Puddings made of the flour of wheat, rye, buckwheat, &c., are less wholesome than those which have been already mentioned. And all sorts of puddings are less wholesome, when eaten as hot as our unreasonable fashions require, than when their temperature is quite below that of our bodies. I would not have them so cold as to chill us, for this would be to go to the other, though less dangerous extreme; but they ought to be cool. Too much heat is an unnatural stimulus, likely to leave more or less debility behind it. In addition to this, those who eat hot food are more exposed to take cold, in consequence of it.
With none of these puddings ought we to mix any fruits, green or dried—not even raisins. Some of the more important properties of nearly every kind of fruit or berry are lost by boiling, unless we eat the water in which they are boiled, and save the vapor which would otherwise escape. I am not in favor of boiled fruit generally, especially if boiled in puddings.

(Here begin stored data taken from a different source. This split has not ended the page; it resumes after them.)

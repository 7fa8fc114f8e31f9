//! End-to-end reconciliation against a mocked DNSPod endpoint.

use async_trait::async_trait;
use dnspod_ddns::config::Config;
use dnspod_ddns::detect::{AddressSource, DetectSource, DetectedAddress};
use dnspod_ddns::dnspod::Client;
use dnspod_ddns::error::Result;
use dnspod_ddns::updater::{CycleOutcome, Updater};
use std::net::Ipv4Addr;
use std::time::Duration;
use wiremock::matchers::{body_string_contains, method, path};
use wiremock::{Mock, MockServer, ResponseTemplate};

struct FixedSource(Ipv4Addr);

#[async_trait]
impl AddressSource for FixedSource {
    async fn detect_ipv4(&self) -> Result<DetectedAddress> {
        Ok(DetectedAddress {
            ip: self.0,
            source: DetectSource::Iface("eth0".to_string()),
        })
    }
}

fn config(base_url: String) -> Config {
    Config {
        login_token: "13490,abcdef".to_string(),
        format: "json".to_string(),
        lang: "cn".to_string(),
        error_on_empty: "no".to_string(),
        base_url,
        domain: "example.com".to_string(),
        domain_id: None,
        record_id: None,
        sub_domain: "www".to_string(),
        record_type: "A".to_string(),
        record_line: "默认".to_string(),
        record_line_id: String::new(),
        ttl: None,
        mx: None,
        status: "enable".to_string(),
        weight: None,
        check_interval: Duration::ZERO,
        one_shot: true,
        http_timeout: Duration::from_secs(5),
        start_delay: Duration::ZERO,
        preferred_iface: None,
        detect_method: dnspod_ddns::detect::DetectMethod::Auto,
        wifi_ssid: None,
        user_agent: "dnspod-ddns/test".to_string(),
    }
}

fn list_body(value: &str) -> String {
    format!(
        r#"{{
            "status": {{"code": "1", "message": "Action completed"}},
            "records": [
                {{"id": "42", "name": "www", "type": "A", "line": "ISP-X",
                  "line_id": "10", "value": "{value}", "ttl": "600",
                  "status": "enable"}}
            ]
        }}"#
    )
}

fn updater(server_uri: String, detected: Ipv4Addr) -> Updater {
    let cfg = config(server_uri);
    let client = Client::from_config(&cfg);
    Updater::new(cfg, Box::new(FixedSource(detected)), Box::new(client))
}

#[tokio::test]
async fn test_drifted_record_gets_exactly_one_update() {
    let server = MockServer::start().await;

    Mock::given(method("POST"))
        .and(path("/Record.List"))
        .and(body_string_contains("sub_domain=www"))
        .respond_with(ResponseTemplate::new(200).set_body_string(list_body("203.0.113.5")))
        .expect(1)
        .mount(&server)
        .await;

    // The update must carry the new value and the preserved routing line.
    Mock::given(method("POST"))
        .and(path("/Record.Modify"))
        .and(body_string_contains("record_id=42"))
        .and(body_string_contains("value=203.0.113.9"))
        .and(body_string_contains("record_type=A"))
        .and(body_string_contains("record_line_id=10"))
        .respond_with(ResponseTemplate::new(200).set_body_string(
            r#"{"status": {"code": "1", "message": "Action completed"},
                "record": {"id": "42", "name": "www", "value": "203.0.113.9",
                           "status": "enable"}}"#,
        ))
        .expect(1)
        .mount(&server)
        .await;

    let outcome = updater(server.uri(), Ipv4Addr::new(203, 0, 113, 9))
        .check_once()
        .await
        .unwrap();

    assert_eq!(
        outcome,
        CycleOutcome::Updated {
            ip: Ipv4Addr::new(203, 0, 113, 9),
            previous: "203.0.113.5".to_string()
        }
    );
}

#[tokio::test]
async fn test_repeat_cycle_without_drift_is_a_noop() {
    let server = MockServer::start().await;

    Mock::given(method("POST"))
        .and(path("/Record.List"))
        .respond_with(ResponseTemplate::new(200).set_body_string(list_body("203.0.113.9")))
        .expect(1)
        .mount(&server)
        .await;

    Mock::given(method("POST"))
        .and(path("/Record.Modify"))
        .respond_with(ResponseTemplate::new(200).set_body_string(
            r#"{"status": {"code": "1", "message": "Action completed"}}"#,
        ))
        .expect(0)
        .mount(&server)
        .await;

    let outcome = updater(server.uri(), Ipv4Addr::new(203, 0, 113, 9))
        .check_once()
        .await
        .unwrap();

    assert_eq!(
        outcome,
        CycleOutcome::NoChange {
            ip: Ipv4Addr::new(203, 0, 113, 9)
        }
    );
}

#[tokio::test]
async fn test_single_shot_run_updates_and_exits() {
    let server = MockServer::start().await;

    Mock::given(method("POST"))
        .and(path("/Record.List"))
        .respond_with(ResponseTemplate::new(200).set_body_string(list_body("203.0.113.5")))
        .expect(1)
        .mount(&server)
        .await;

    Mock::given(method("POST"))
        .and(path("/Record.Modify"))
        .respond_with(ResponseTemplate::new(200).set_body_string(
            r#"{"status": {"code": "1", "message": "Action completed"}}"#,
        ))
        .expect(1)
        .mount(&server)
        .await;

    let (_tx, rx) = tokio::sync::watch::channel(false);
    updater(server.uri(), Ipv4Addr::new(203, 0, 113, 9))
        .run(rx)
        .await
        .unwrap();
}

#[tokio::test]
async fn test_record_resolution_by_id() {
    let server = MockServer::start().await;

    Mock::given(method("POST"))
        .and(path("/Record.Info"))
        .and(body_string_contains("record_id=42"))
        .respond_with(ResponseTemplate::new(200).set_body_string(
            r#"{"status": {"code": "1", "message": "Action completed"},
                "record": {"id": "42", "name": "www", "type": "A",
                           "line": "默认", "line_id": "0",
                           "value": "203.0.113.9", "status": "enable"}}"#,
        ))
        .expect(1)
        .mount(&server)
        .await;

    let mut cfg = config(server.uri());
    cfg.record_id = Some(42);
    let client = Client::from_config(&cfg);
    let updater = Updater::new(
        cfg,
        Box::new(FixedSource(Ipv4Addr::new(203, 0, 113, 9))),
        Box::new(client),
    );

    let outcome = updater.check_once().await.unwrap();
    assert_eq!(
        outcome,
        CycleOutcome::NoChange {
            ip: Ipv4Addr::new(203, 0, 113, 9)
        }
    );
}
//! Error types for dnspod-ddns.

use thiserror::Error;

/// Result type alias for dnspod-ddns.
pub type Result<T> = std::result::Result<T, DdnsError>;

/// DDNS error types.
#[derive(Error, Debug)]
pub enum DdnsError {
    /// Configuration error. Fatal, raised before the loop starts.
    #[error("Configuration error: {0}")]
    Config(String),

    /// No detection strategy produced a usable address. Retried next tick.
    #[error("IP detection failed: {0}")]
    Detection(String),

    /// Wifi introspection is unsupported here, or no interface is associated.
    #[error("Wifi SSID unavailable: {0}")]
    WifiUnavailable(String),

    /// A wifi network is associated, but not the one the operator requires.
    #[error("Wifi SSID not matched: want {want:?}, found {found}")]
    WifiNotMatched { want: String, found: String },

    /// The target record is missing, ambiguous, or malformed.
    #[error("Record resolution failed: {0}")]
    RecordResolution(String),

    /// Network/HTTP error.
    #[error("Network error: {0}")]
    Network(String),

    /// DNSPod rejected the request.
    #[error("DNSPod API error code={code} message={message}")]
    Api { code: String, message: String },

    /// The governing cancellation signal fired.
    #[error("Cancelled")]
    Cancelled,

    /// IO error.
    #[error("IO error: {0}")]
    Io(#[from] std::io::Error),
}

impl DdnsError {
    /// Wifi-constraint outcomes are a benign skip-this-cycle signal, never a
    /// cycle failure.
    pub fn is_wifi_skip(&self) -> bool {
        matches!(
            self,
            DdnsError::WifiUnavailable(_) | DdnsError::WifiNotMatched { .. }
        )
    }

    pub fn is_cancelled(&self) -> bool {
        matches!(self, DdnsError::Cancelled)
    }
}

impl From<reqwest::Error> for DdnsError {
    fn from(e: reqwest::Error) -> Self {
        DdnsError::Network(e.to_string())
    }
}

#[cfg(test)]
mod tests {
    use super::*;

    #[test]
    fn test_wifi_errors_are_skips() {
        assert!(DdnsError::WifiUnavailable("no interfaces".into()).is_wifi_skip());
        assert!(DdnsError::WifiNotMatched {
            want: "OfficeNet".into(),
            found: "wlan0=\"HomeNet\"".into()
        }
        .is_wifi_skip());
        assert!(!DdnsError::Detection("nothing usable".into()).is_wifi_skip());
        assert!(!DdnsError::Cancelled.is_wifi_skip());
    }

    #[test]
    fn test_not_matched_names_both_networks() {
        let err = DdnsError::WifiNotMatched {
            want: "OfficeNet".into(),
            found: "wlan0=\"HomeNet\"".into(),
        };
        let msg = err.to_string();
        assert!(msg.contains("OfficeNet"));
        assert!(msg.contains("HomeNet"));
    }
}
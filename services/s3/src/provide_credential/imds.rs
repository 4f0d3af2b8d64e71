// Licensed to the Apache Software Foundation (ASF) under one
// or more contributor license agreements.  See the NOTICE file
// distributed with this work for additional information
// regarding copyright ownership.  The ASF licenses this file
// to you under the Apache License, Version 2.0 (the
// "License"); you may not use this file except in compliance
// with the License.  You may obtain a copy of the License at
//
//   http://www.apache.org/licenses/LICENSE-2.0
//
// Unless required by applicable law or agreed to in writing,
// software distributed under the License is distributed on an
// "AS IS" BASIS, WITHOUT WARRANTIES OR CONDITIONS OF ANY
// KIND, either express or implied.  See the License for the
// specific language governing permissions and limitations
// under the License.

use crate::constants::IAM_SECURITY_CREDENTIALS_PATH;
use crate::{Credential, MetadataClient, MetadataResponse};
use cob_core::{Context, Error, ProvideCredential, Result};
use log::debug;
use serde::Deserialize;

/// ImdsCredentialProvider loads the credentials of the IAM role attached to
/// the instance.
///
/// 1. `GET /latest/meta-data/iam/security-credentials/` lists the role name.
/// 2. `GET /latest/meta-data/iam/security-credentials/<role>` returns the
///    temporary credentials as JSON.
///
/// No role (or no answer at all) fails with `NoCredentials`; a missing or
/// malformed credential document fails with `IncorrectCredentials`.
#[derive(Debug, Clone)]
pub struct ImdsCredentialProvider {
    client: MetadataClient,
}

impl ImdsCredentialProvider {
    /// Create a new `ImdsCredentialProvider` instance.
    pub fn new(client: MetadataClient) -> Self {
        Self { client }
    }

    fn load_role_name(&self, ctx: &Context) -> Result<String> {
        let url = self.client.url(IAM_SECURITY_CREDENTIALS_PATH);
        let content = match self.client.fetch(ctx, &url, false) {
            MetadataResponse::Content(bs) => bs,
            MetadataResponse::NotFound => {
                return Err(Error::no_credentials(
                    "no credentials configured and no IAM role attached to this instance",
                ))
            }
            MetadataResponse::Unavailable => {
                return Err(Error::no_credentials(
                    "no credentials configured and instance metadata service is unavailable",
                ))
            }
        };

        String::from_utf8_lossy(&content)
            .lines()
            .map(str::trim)
            .find(|line| !line.is_empty())
            .map(str::to_string)
            .ok_or_else(|| Error::no_credentials("instance metadata listed an empty IAM role"))
    }
}

impl ProvideCredential for ImdsCredentialProvider {
    type Credential = Credential;

    fn provide_credential(&self, ctx: &Context) -> Result<Option<Self::Credential>> {
        let role = self.load_role_name(ctx)?;
        debug!("found IAM role {role} in instance metadata");

        let url = format!("{}{role}", self.client.url(IAM_SECURITY_CREDENTIALS_PATH));
        let Some(content) = self.client.fetch(ctx, &url, false).into_content() else {
            return Err(Error::incorrect_credentials(format!(
                "failed to get IAM credentials for role {role}"
            )));
        };

        let resp: IamSecurityCredentials = serde_json::from_slice(&content).map_err(|e| {
            Error::incorrect_credentials(format!(
                "failed to parse IAM credentials for role {role}"
            ))
            .with_source(e)
        })?;

        if let Some(code) = resp.code.as_deref().filter(|code| *code != "Success") {
            return Err(Error::incorrect_credentials(format!(
                "IAM credentials for role {role} returned [{code}] {}",
                resp.message.unwrap_or_default()
            )));
        }

        let (Some(ak), Some(sk), Some(token)) = (
            resp.access_key_id.filter(|v| !v.is_empty()),
            resp.secret_access_key.filter(|v| !v.is_empty()),
            resp.token.filter(|v| !v.is_empty()),
        ) else {
            return Err(Error::incorrect_credentials(format!(
                "IAM credentials for role {role} are incomplete"
            )));
        };

        Ok(Some(Credential {
            access_key_id: ak,
            secret_access_key: sk,
            session_token: Some(token),
        }))
    }
}

#[derive(Default, Debug, Deserialize)]
#[serde(default, rename_all = "PascalCase")]
struct IamSecurityCredentials {
    access_key_id: Option<String>,
    secret_access_key: Option<String>,
    token: Option<String>,

    code: Option<String>,
    message: Option<String>,
}
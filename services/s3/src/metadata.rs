// Licensed to the Apache Software Foundation (ASF) under one
// or more contributor license agreements.  See the NOTICE file
// distributed with this work for additional information
// regarding copyright ownership.  The ASF licenses this file
// to you under the Apache License, Version 2.0 (the
// "License"); you may not use this file except in compliance
// with the License.  You may obtain a copy of the License at
//
//   http://www.apache.org/licenses/LICENSE-2.0
//
// Unless required by applicable law or agreed to in writing,
// software distributed under the License is distributed on an
// "AS IS" BASIS, WITHOUT WARRANTIES OR CONDITIONS OF ANY
// KIND, either express or implied.  See the License for the
// specific language governing permissions and limitations
// under the License.

use crate::Config;
use backon::{BackoffBuilder, ExponentialBuilder};
use bytes::Bytes;
use cob_core::{Context, Result};
use http::{Method, StatusCode};
use log::{debug, error, warn};
use std::time::Duration;

/// Outcome of a metadata fetch.
///
/// Ordinary network failures never surface as errors; callers decide from
/// context what an absent document means.
#[derive(Debug, Clone, PartialEq, Eq)]
pub enum MetadataResponse {
    /// The document was served.
    Content(Bytes),
    /// The service answered 404: the feature (for example an IAM role) does not exist.
    NotFound,
    /// Every attempt failed.
    Unavailable,
}

impl MetadataResponse {
    /// Returns the document if one was served.
    pub fn into_content(self) -> Option<Bytes> {
        match self {
            MetadataResponse::Content(bs) => Some(bs),
            _ => None,
        }
    }

    /// Returns true for both `NotFound` and `Unavailable`.
    pub fn is_absent(&self) -> bool {
        !matches!(self, MetadataResponse::Content(_))
    }
}

/// MetadataClient reads documents from the instance metadata service.
///
/// Every fetch is bounded by a per-request timeout and retried with exponential
/// backoff (1s, 2s, 4s, ...) up to `max_attempts` attempts. Requests go through the
/// [`Context`]'s HTTP sender, which must not route them through a proxy.
#[derive(Debug, Clone)]
pub struct MetadataClient {
    endpoint: String,
    timeout: Duration,
    max_attempts: u32,
}

impl MetadataClient {
    /// Create a client from the `aws` config.
    pub fn new(config: &Config) -> Self {
        Self {
            endpoint: config.metadata_server.clone(),
            timeout: config.timeout,
            max_attempts: config.retries,
        }
    }

    /// Set the base url of the metadata service.
    pub fn with_endpoint(mut self, endpoint: impl Into<String>) -> Self {
        self.endpoint = endpoint.into();
        self
    }

    /// Set the timeout of a single attempt.
    pub fn with_timeout(mut self, timeout: Duration) -> Self {
        self.timeout = timeout;
        self
    }

    /// Set the maximum number of attempts.
    pub fn with_max_attempts(mut self, attempts: u32) -> Self {
        self.max_attempts = attempts;
        self
    }

    /// Build the url of a metadata document, `path` is relative to the endpoint.
    pub fn url(&self, path: &str) -> String {
        format!(
            "{}/{}",
            self.endpoint.trim_end_matches('/'),
            path.trim_start_matches('/')
        )
    }

    /// Fetch `url`, retrying failures.
    ///
    /// With `retry_on_404` unset a 404 returns [`MetadataResponse::NotFound`] after a
    /// single attempt. Any other failure is logged and retried after sleeping
    /// `2^i` seconds, until `max_attempts` attempts are used up.
    pub fn fetch(&self, ctx: &Context, url: &str, retry_on_404: bool) -> MetadataResponse {
        // Zero attempts would never ask the service at all.
        let attempts = self.max_attempts.max(1);
        let mut backoff = ExponentialBuilder::default()
            .with_min_delay(Duration::from_secs(1))
            .with_factor(2.0)
            .without_max_delay()
            .with_max_times(attempts as usize - 1)
            .build();

        let mut attempt = 0;
        loop {
            attempt += 1;
            match self.fetch_once(ctx, url) {
                Ok(resp) if resp.status().is_success() => {
                    debug!("read instance metadata from {url} on attempt {attempt}");
                    return MetadataResponse::Content(resp.into_body());
                }
                Ok(resp) if resp.status() == StatusCode::NOT_FOUND && !retry_on_404 => {
                    debug!("instance metadata {url} not found");
                    return MetadataResponse::NotFound;
                }
                Ok(resp) => warn!(
                    "caught status {} reading instance data from {url} (attempt {attempt}/{attempts})",
                    resp.status()
                ),
                Err(err) => warn!(
                    "caught exception reading instance data from {url} (attempt {attempt}/{attempts}): {err}"
                ),
            }

            match backoff.next() {
                Some(dur) => ctx.sleep(dur),
                None => {
                    error!(
                        "unable to read instance data from {url}, giving up after {attempt} attempts"
                    );
                    return MetadataResponse::Unavailable;
                }
            }
        }
    }

    fn fetch_once(&self, ctx: &Context, url: &str) -> Result<http::Response<Bytes>> {
        let req = http::Request::builder()
            .method(Method::GET)
            .uri(url)
            .body(Bytes::new())?;

        ctx.http_send(req, self.timeout)
    }
}
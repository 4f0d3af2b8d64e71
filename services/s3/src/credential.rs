// Licensed to the Apache Software Foundation (ASF) under one
// or more contributor license agreements.  See the NOTICE file
// distributed with this work for additional information
// regarding copyright ownership.  The ASF licenses this file
// to you under the Apache License, Version 2.0 (the
// "License"); you may not use this file except in compliance
// with the License.  You may obtain a copy of the License at
//
//   http://www.apache.org/licenses/LICENSE-2.0
//
// Unless required by applicable law or agreed to in writing,
// software distributed under the License is distributed on an
// "AS IS" BASIS, WITHOUT WARRANTIES OR CONDITIONS OF ANY
// KIND, either express or implied.  See the License for the
// specific language governing permissions and limitations
// under the License.

use cob_core::utils::Redact;
use std::fmt::{Debug, Formatter};

/// Credential that holds the access_key and secret_key.
///
/// Resolved once per repository and never mutated afterwards; a new resolution
/// replaces it wholesale.
#[derive(Default, Clone, PartialEq, Eq)]
pub struct Credential {
    /// Access key id for s3.
    pub access_key_id: String,
    /// Secret access key for s3.
    pub secret_access_key: String,
    /// Session token, present for IAM role credentials.
    pub session_token: Option<String>,
}

impl Credential {
    /// Create a credential without session token.
    pub fn new(access_key_id: &str, secret_access_key: &str) -> Self {
        Self {
            access_key_id: access_key_id.to_string(),
            secret_access_key: secret_access_key.to_string(),
            session_token: None,
        }
    }

    /// Set the session token.
    pub fn with_session_token(mut self, token: &str) -> Self {
        self.session_token = Some(token.to_string());
        self
    }
}

impl Debug for Credential {
    fn fmt(&self, f: &mut Formatter<'_>) -> std::fmt::Result {
        f.debug_struct("Credential")
            .field("access_key_id", &Redact::from(&self.access_key_id))
            .field("secret_access_key", &Redact::from(&self.secret_access_key))
            .field("session_token", &Redact::from(&self.session_token))
            .finish()
    }
}
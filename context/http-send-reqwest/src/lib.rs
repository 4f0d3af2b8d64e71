// Licensed to the Apache Software Foundation (ASF) under one
// or more contributor license agreements.  See the NOTICE file
// distributed with this work for additional information
// regarding copyright ownership.  The ASF licenses this file
// to you under the Apache License, Version 2.0 (the
// "License"); you may not use this file except in compliance
// with the License.  You may obtain a copy of the License at
//
//   http://www.apache.org/licenses/LICENSE-2.0
//
// Unless required by applicable law or agreed to in writing,
// software distributed under the License is distributed on an
// "AS IS" BASIS, WITHOUT WARRANTIES OR CONDITIONS OF ANY
// KIND, either express or implied.  See the License for the
// specific language governing permissions and limitations
// under the License.

//! Blocking [`reqwest`] implementation of [`cob_core::HttpSend`].

use bytes::Bytes;
use cob_core::{Error, HttpSend, Result};
use log::debug;
use reqwest::blocking::{Client, ClientBuilder, Request};
use std::time::Duration;

/// ReqwestHttpSend sends requests with a blocking reqwest client.
///
/// The client never goes through a proxy: instance metadata lives on a
/// link-local address and must not be routed through `HTTP_PROXY` /
/// `HTTPS_PROXY` from the environment.
#[derive(Debug, Clone)]
pub struct ReqwestHttpSend {
    client: Client,
}

impl ReqwestHttpSend {
    /// Create a new ReqwestHttpSend from a customized client builder.
    ///
    /// Any proxy configured on `builder` is dropped.
    pub fn new(builder: ClientBuilder) -> Result<Self> {
        let client = builder.no_proxy().build().map_err(|e| {
            Error::unexpected("failed to build http client without proxy").with_source(e)
        })?;

        Ok(Self { client })
    }

    /// Create a ReqwestHttpSend with reqwest's default settings.
    pub fn no_proxy() -> Result<Self> {
        Self::new(Client::builder())
    }
}

impl HttpSend for ReqwestHttpSend {
    fn http_send(
        &self,
        req: http::Request<Bytes>,
        timeout: Duration,
    ) -> Result<http::Response<Bytes>> {
        let mut req = Request::try_from(req)
            .map_err(|e| Error::request_invalid("failed to build http request").with_source(e))?;
        // Per-request timeout, the client stays untouched.
        *req.timeout_mut() = Some(timeout);

        debug!("sending {} {} with timeout {timeout:?}", req.method(), req.url());
        let resp = self.client.execute(req).map_err(|e| {
            Error::unexpected(format!("failed to send http request: {e}")).with_source(e)
        })?;

        let status = resp.status();
        let version = resp.version();
        let headers = resp.headers().clone();
        let body = resp.bytes().map_err(|e| {
            Error::unexpected("failed to read http response body").with_source(e)
        })?;

        let mut out = http::Response::new(body);
        *out.status_mut() = status;
        *out.version_mut() = version;
        *out.headers_mut() = headers;
        Ok(out)
    }
}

Puddings, like most other kinds of food—even bread—may be slightly salted: not that this is indispensable, but because the balance of human testimony is in its favor. The argument that we evidently need salt because the other animals require it, is without much weight. The other animals do not generally require or use it.[Footnote: Some considerable savage nations use no salt, and a few have a strong aversion to it.] The cases so often triumphantly mentioned, where animals appear to thrive better from the use of it, are only exceptions to the general rule, nor are they very numerous in comparison with the whole race of animals. Still I have no objections to its moderate use. It may be useful in preventing worms; though there are doubts even of that. In large quantities, it is unquestionably hurtful.
But neither fruits nor berries—permit me to repeat the sentiment—no, nor any such thing as cinnamon or spices, nor even sugar or molasses in any considerable quantity, should go into the composition of any sort of pudding. If the puddings are not sweet enough without, it is better to add a little sugar or molasses on your plate. Nor should sauces, or cream, or butter, or suet be used in or upon them; though of all these substances, cream is least injurious. Nutmegs, grated cheese, &c., are unnecessary and hurtful. Cheese should never be eaten, in any way.
There is one thing, however, which may be eaten in moderate quantity with all sorts of puddings and with bread; I mean milk. I say eaten with, for it is better never to put these substances, nor indeed any other, into the milk. The bread, pudding, &c., should be eaten by itself, and the milk by itself, also. In this way we shall not be liable to cheat the teeth out of what is justly their due, and then make the deranged stomach and general system pay for it.
Potatoes are a good article of diet—to be used once a day—though they are not very nutritious. They are best either steamed or roasted in the ashes. They are also excellent when boiled. Turnips are also good. Onions are not so useful as is generally supposed, except for the purposes of medicine.
Beets; in small quantity, and carrots and asparagus, and above all, beans and peas—but not their pods—are tolerable food once a day, during most of the year, except it be the middle of the winter. But neither these, nor potatoes, nor any other vegetables, ought to be cooked in any way with fat, or fat meat, or butter; or be mashed after they are cooked, or eaten with oil or butter.
If there be an exception to this general rule—which may seem to be rather sweeping—it should be in favor of a little sweet oil on rice, or on bread puddings. But the common practice, founded upon the apparent belief that we can scarcely eat anything until it is well covered with lard or butter, is quite objectionable—nay, it is even disgusting. No pure stomach would ever prefer oily bread, or pudding, or beans, or peas; and most people would abhor the sight of such a strange combination, were not habit, in its power to change our very nature, almost omnipotent.